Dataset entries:
Content starts

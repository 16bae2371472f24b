pub mod cache;
pub mod config;
pub mod decode;
pub mod error;
pub mod gallery;
pub mod index;
pub mod matcher;
pub mod recognizer;
pub mod references;
pub mod server;
pub mod storage;

// Re-export vision types for convenience
pub use rollcall_vision::{Detection, Embedding, FaceExtractor, FaceRecord, OnnxExtractor};

pub use error::{RecognitionError, Result};
pub use gallery::{build_gallery, Gallery, GalleryEntry, ReferenceImage};
pub use matcher::{match_faces, MatchPolicy, Presence, QueryResult};
pub use recognizer::Recognizer;
//! Input preparation shared by the detector and the recogniser.

use anyhow::Result;
use image::{imageops::FilterType, DynamicImage, GenericImageView, RgbImage};
use ndarray::Array4;

/// Placement of a source image inside a square, zero-padded model canvas.
#[derive(Debug, Clone, Copy, PartialEq)]
pub struct Letterbox {
    pub size: u32,
    pub scale: f32,
    pub offset_x: u32,
    pub offset_y: u32,
    pub width: u32,
    pub height: u32,
}

impl Letterbox {
    /// Fit a `width` x `height` image into a `size` x `size` canvas, centred.
    pub fn fit(width: u32, height: u32, size: u32) -> Self {
        let max_dim = width.max(height).max(1);
        let scale = size as f32 / max_dim as f32;
        let width = ((width as f32 * scale) as u32).clamp(1, size);
        let height = ((height as f32 * scale) as u32).clamp(1, size);
        Self {
            size,
            scale,
            offset_x: (size - width) / 2,
            offset_y: (size - height) / 2,
            width,
            height,
        }
    }

    pub fn apply(&self, img: &DynamicImage) -> RgbImage {
        let resized = img
            .resize_exact(self.width, self.height, FilterType::Triangle)
            .to_rgb8();
        let mut canvas = RgbImage::new(self.size, self.size);
        image::imageops::overlay(
            &mut canvas,
            &resized,
            self.offset_x as i64,
            self.offset_y as i64,
        );
        canvas
    }

    /// Canvas-normalised x (0..1) back to source pixels.
    pub fn source_x(&self, x: f32) -> f32 {
        (x * self.size as f32 - self.offset_x as f32) / self.scale
    }

    pub fn source_y(&self, y: f32) -> f32 {
        (y * self.size as f32 - self.offset_y as f32) / self.scale
    }

    pub fn source_len(&self, len: f32) -> f32 {
        len * self.size as f32 / self.scale
    }
}

/// Pack an RGB image into a `[1, 3, H, W]` BGR planar tensor with raw 0-255 values.
pub fn bgr_planar(img: &RgbImage) -> Result<Array4<f32>> {
    let (width, height) = img.dimensions();
    let plane = (width * height) as usize;
    let mut data = vec![0.0f32; 3 * plane];

    for (i, px) in img.pixels().enumerate() {
        data[i] = px[2] as f32;
        data[plane + i] = px[1] as f32;
        data[2 * plane + i] = px[0] as f32;
    }

    Ok(Array4::from_shape_vec(
        (1, 3, height as usize, width as usize),
        data,
    )?)
}

pub fn is_empty(img: &DynamicImage) -> bool {
    let (w, h) = img.dimensions();
    w == 0 || h == 0
}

Content ends

PROBLEM TO WORK ON
Write the data out in full, matching every line exactly.

TASK SOLUTION
repository 16bae2371472f24b
pub mod cache;
pub mod config;
pub mod decode;
pub mod error;
pub mod gallery;
pub mod index;
pub mod matcher;
pub mod recognizer;
pub mod references;
pub mod server;
pub mod storage;

// Re-export vision types for convenience
pub use rollcall_vision::{Detection, Embedding, FaceExtractor, FaceRecord, OnnxExtractor};

pub use error::{RecognitionError, Result};
pub use gallery::{build_gallery, Gallery, GalleryEntry, ReferenceImage};
pub use matcher::{match_faces, MatchPolicy, Presence, QueryResult};
pub use recognizer::Recognizer;
//! Input preparation shared by the detector and the recogniser.

use anyhow::Result;
use image::{imageops::FilterType, DynamicImage, GenericImageView, RgbImage};
use ndarray::Array4;

/// Placement of a source image inside a square, zero-padded model canvas.
#[derive(Debug, Clone, Copy, PartialEq)]
pub struct Letterbox {
    pub size: u32,
    pub scale: f32,
    pub offset_x: u32,
    pub offset_y: u32,
    pub width: u32,
    pub height: u32,
}

impl Letterbox {
    /// Fit a `width` x `height` image into a `size` x `size` canvas, centred.
    pub fn fit(width: u32, height: u32, size: u32) -> Self {
        let max_dim = width.max(height).max(1);
        let scale = size as f32 / max_dim as f32;
        let width = ((width as f32 * scale) as u32).clamp(1, size);
        let height = ((height as f32 * scale) as u32).clamp(1, size);
        Self {
            size,
            scale,
            offset_x: (size - width) / 2,
            offset_y: (size - height) / 2,
            width,
            height,
        }
    }

    pub fn apply(&self, img: &DynamicImage) -> RgbImage {
        let resized = img
            .resize_exact(self.width, self.height, FilterType::Triangle)
            .to_rgb8();
        let mut canvas = RgbImage::new(self.size, self.size);
        image::imageops::overlay(
            &mut canvas,
            &resized,
            self.offset_x as i64,
            self.offset_y as i64,
        );
        canvas
    }

    /// Canvas-normalised x (0..1) back to source pixels.
    pub fn source_x(&self, x: f32) -> f32 {
        (x * self.size as f32 - self.offset_x as f32) / self.scale
    }

    pub fn source_y(&self, y: f32) -> f32 {
        (y * self.size as f32 - self.offset_y as f32) / self.scale
    }

    pub fn source_len(&self, len: f32) -> f32 {
        len * self.size as f32 / self.scale
    }
}

/// Pack an RGB image into a `[1, 3, H, W]` BGR planar tensor with raw 0-255 values.
pub fn bgr_planar(img: &RgbImage) -> Result<Array4<f32>> {
    let (width, height) = img.dimensions();
    let plane = (width * height) as usize;
    let mut data = vec![0.0f32; 3 * plane];

    for (i, px) in img.pixels().enumerate() {
        data[i] = px[2] as f32;
        data[plane + i] = px[1] as f32;
        data[2 * plane + i] = px[0] as f32;
    }

    Ok(Array4::from_shape_vec(
        (1, 3, height as usize, width as usize),
        data,
    )?)
}

pub fn is_empty(img: &DynamicImage) -> bool {
    let (w, h) = img.dimensions();
    w == 0 || h == 0
}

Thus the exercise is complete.